ABOUT THIS EXERCISE
What the task needs is the data below, written out verbatim.

SOURCE DATA
....

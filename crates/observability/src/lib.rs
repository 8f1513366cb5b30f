//! Process-wide tracing setup shared by binaries and tests.

pub mod tracing;

/// Initialize structured logging for the process.
///
/// Safe to call more than once; only the first call installs a subscriber.
pub fn init() {
    tracing::init();
}
//! Tracing/logging initialization.
//!
//! Logs are emitted as one JSON object per line. Verbosity follows `RUST_LOG`
//! and falls back to [`DEFAULT_DIRECTIVE`].

use tracing_subscriber::EnvFilter;

/// Filter used when `RUST_LOG` is unset or unparsable.
pub const DEFAULT_DIRECTIVE: &str = "info";

/// Build the env filter: `RUST_LOG` when valid, otherwise [`DEFAULT_DIRECTIVE`].
pub fn env_filter() -> EnvFilter {
    EnvFilter::try_from_default_env().unwrap_or_else(|_| EnvFilter::new(DEFAULT_DIRECTIVE))
}

/// Install the JSON subscriber.
///
/// Returns `false` when a global subscriber was already set.
pub fn init() -> bool {
    tracing_subscriber::fmt()
        .with_env_filter(env_filter())
        .json()
        .with_timer(tracing_subscriber::fmt::time::SystemTime)
        .with_target(true)
        .with_current_span(true)
        .try_init()
        .is_ok()
}

#[cfg(test)]
mod tests {
    use super::*;

    #[test]
    fn second_init_is_a_no_op() {
        init();
        assert!(!init());
    }
}
use std::collections::BTreeMap;
use std::sync::RwLock;

use async_trait::async_trait;
use chrono::Utc;

use stockpile_core::{DomainError, Entity, ProductId};
use stockpile_products::{NewProduct, Page, Product, ProductPatch};

use super::{ProductStore, StoreError, StoreResult};

#[derive(Debug, Default)]
struct State {
    products: BTreeMap<ProductId, Product>,
    /// Last id handed out; ids are never reused, even after deletes.
    last_id: i64,
}

impl State {
    fn sku_taken(&self, sku: &str, except: Option<ProductId>) -> bool {
        self.products
            .values()
            .any(|p| p.sku() == sku && Some(p.id()) != except)
    }
}

/// In-memory product store.
///
/// Intended for tests/dev. All writers serialize on a single lock, so the SKU
/// check and the write it guards are atomic.
#[derive(Debug, Default)]
pub struct InMemoryProductStore {
    state: RwLock<State>,
}

impl InMemoryProductStore {
    pub fn new() -> Self {
        Self::default()
    }

    /// Number of stored products.
    pub fn len(&self) -> usize {
        self.state.read().map(|s| s.products.len()).unwrap_or(0)
    }

    pub fn is_empty(&self) -> bool {
        self.len() == 0
    }
}

fn poisoned(operation: &'static str) -> StoreError {
    StoreError::backend(operation, "lock poisoned")
}

#[async_trait]
impl ProductStore for InMemoryProductStore {
    async fn create(&self, new: NewProduct) -> StoreResult<Product> {
        let mut state = self.state.write().map_err(|_| poisoned("create"))?;

        if state.sku_taken(&new.sku, None) {
            return Err(DomainError::conflict(new.sku).into());
        }

        state.last_id += 1;
        let id = ProductId::from_i64(state.last_id);
        let product = Product::new(id, new, Utc::now());
        state.products.insert(id, product.clone());

        Ok(product)
    }

    async fn get(&self, id: ProductId) -> StoreResult<Product> {
        let state = self.state.read().map_err(|_| poisoned("get"))?;
        state
            .products
            .get(&id)
            .cloned()
            .ok_or_else(|| DomainError::not_found(id).into())
    }

    async fn list(&self, page: Page) -> StoreResult<Vec<Product>> {
        let state = self.state.read().map_err(|_| poisoned("list"))?;
        Ok(page.slice(state.products.values()).cloned().collect())
    }

    async fn update(&self, id: ProductId, patch: ProductPatch) -> StoreResult<Product> {
        let mut state = self.state.write().map_err(|_| poisoned("update"))?;

        let mut product = state
            .products
            .get(&id)
            .cloned()
            .ok_or(DomainError::not_found(id))?;

        if let Some(sku) = patch.sku.as_deref() {
            if state.sku_taken(sku, Some(id)) {
                return Err(DomainError::conflict(sku).into());
            }
        }

        // Merge on a copy; the stored record only changes once the merge is done.
        if product.apply_patch(patch, Utc::now()) {
            state.products.insert(id, product.clone());
        }

        Ok(product)
    }

    async fn delete(&self, id: ProductId) -> StoreResult<()> {
        let mut state = self.state.write().map_err(|_| poisoned("delete"))?;
        state
            .products
            .remove(&id)
            .map(|_| ())
            .ok_or_else(|| DomainError::not_found(id).into())
    }

    async fn ping(&self) -> StoreResult<()> {
        self.state.read().map(|_| ()).map_err(|_| poisoned("ping"))
    }
}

....

EXPECTED OUTPUT
filename crates/observability/src/lib.rs
repository 8f1513366cb5b30f
//! Process-wide tracing setup shared by binaries and tests.

pub mod tracing;

/// Initialize structured logging for the process.
///
/// Safe to call more than once; only the first call installs a subscriber.
pub fn init() {
    tracing::init();
}
//! Tracing/logging initialization.
//!
//! Logs are emitted as one JSON object per line. Verbosity follows `RUST_LOG`
//! and falls back to [`DEFAULT_DIRECTIVE`].

use tracing_subscriber::EnvFilter;

/// Filter used when `RUST_LOG` is unset or unparsable.
pub const DEFAULT_DIRECTIVE: &str = "info";

/// Build the env filter: `RUST_LOG` when valid, otherwise [`DEFAULT_DIRECTIVE`].
pub fn env_filter() -> EnvFilter {
    EnvFilter::try_from_default_env().unwrap_or_else(|_| EnvFilter::new(DEFAULT_DIRECTIVE))
}

/// Install the JSON subscriber.
///
/// Returns `false` when a global subscriber was already set.
pub fn init() -> bool {
    tracing_subscriber::fmt()
        .with_env_filter(env_filter())
        .json()
        .with_timer(tracing_subscriber::fmt::time::SystemTime)
        .with_target(true)
        .with_current_span(true)
        .try_init()
        .is_ok()
}

#[cfg(test)]
mod tests {
    use super::*;

    #[test]
    fn second_init_is_a_no_op() {
        init();
        assert!(!init());
    }
}
use std::collections::BTreeMap;
use std::sync::RwLock;

use async_trait::async_trait;
use chrono::Utc;

use stockpile_core::{DomainError, Entity, ProductId};
use stockpile_products::{NewProduct, Page, Product, ProductPatch};

use super::{ProductStore, StoreError, StoreResult};

#[derive(Debug, Default)]
struct State {
    products: BTreeMap<ProductId, Product>,
    /// Last id handed out; ids are never reused, even after deletes.
    last_id: i64,
}

impl State {
    fn sku_taken(&self, sku: &str, except: Option<ProductId>) -> bool {
        self.products
            .values()
            .any(|p| p.sku() == sku && Some(p.id()) != except)
    }
}

/// In-memory product store.
///
/// Intended for tests/dev. All writers serialize on a single lock, so the SKU
/// check and the write it guards are atomic.
#[derive(Debug, Default)]
pub struct InMemoryProductStore {
    state: RwLock<State>,
}

impl InMemoryProductStore {
    pub fn new() -> Self {
        Self::default()
    }

    /// Number of stored products.
    pub fn len(&self) -> usize {
        self.state.read().map(|s| s.products.len()).unwrap_or(0)
    }

    pub fn is_empty(&self) -> bool {
        self.len() == 0
    }
}

fn poisoned(operation: &'static str) -> StoreError {
    StoreError::backend(operation, "lock poisoned")
}

#[async_trait]
impl ProductStore for InMemoryProductStore {
    async fn create(&self, new: NewProduct) -> StoreResult<Product> {
        let mut state = self.state.write().map_err(|_| poisoned("create"))?;

        if state.sku_taken(&new.sku, None) {
            return Err(DomainError::conflict(new.sku).into());
        }

        state.last_id += 1;
        let id = ProductId::from_i64(state.last_id);
        let product = Product::new(id, new, Utc::now());
        state.products.insert(id, product.clone());

        Ok(product)
    }

    async fn get(&self, id: ProductId) -> StoreResult<Product> {
        let state = self.state.read().map_err(|_| poisoned("get"))?;
        state
            .products
            .get(&id)
            .cloned()
            .ok_or_else(|| DomainError::not_found(id).into())
    }

    async fn list(&self, page: Page) -> StoreResult<Vec<Product>> {
        let state = self.state.read().map_err(|_| poisoned("list"))?;
        Ok(page.slice(state.products.values()).cloned().collect())
    }

    async fn update(&self, id: ProductId, patch: ProductPatch) -> StoreResult<Product> {
        let mut state = self.state.write().map_err(|_| poisoned("update"))?;

        let mut product = state
            .products
            .get(&id)
            .cloned()
            .ok_or(DomainError::not_found(id))?;

        if let Some(sku) = patch.sku.as_deref() {
            if state.sku_taken(sku, Some(id)) {
                return Err(DomainError::conflict(sku).into());
            }
        }

        // Merge on a copy; the stored record only changes once the merge is done.
        if product.apply_patch(patch, Utc::now()) {
            state.products.insert(id, product.clone());
        }

        Ok(product)
    }

    async fn delete(&self, id: ProductId) -> StoreResult<()> {
        let mut state = self.state.write().map_err(|_| poisoned("delete"))?;
        state
            .products
            .remove(&id)
            .map(|_| ())
            .ok_or_else(|| DomainError::not_found(id).into())
    }

    async fn ping(&self) -> StoreResult<()> {
        self.state.read().map(|_| ()).map_err(|_| poisoned("ping"))
    }
}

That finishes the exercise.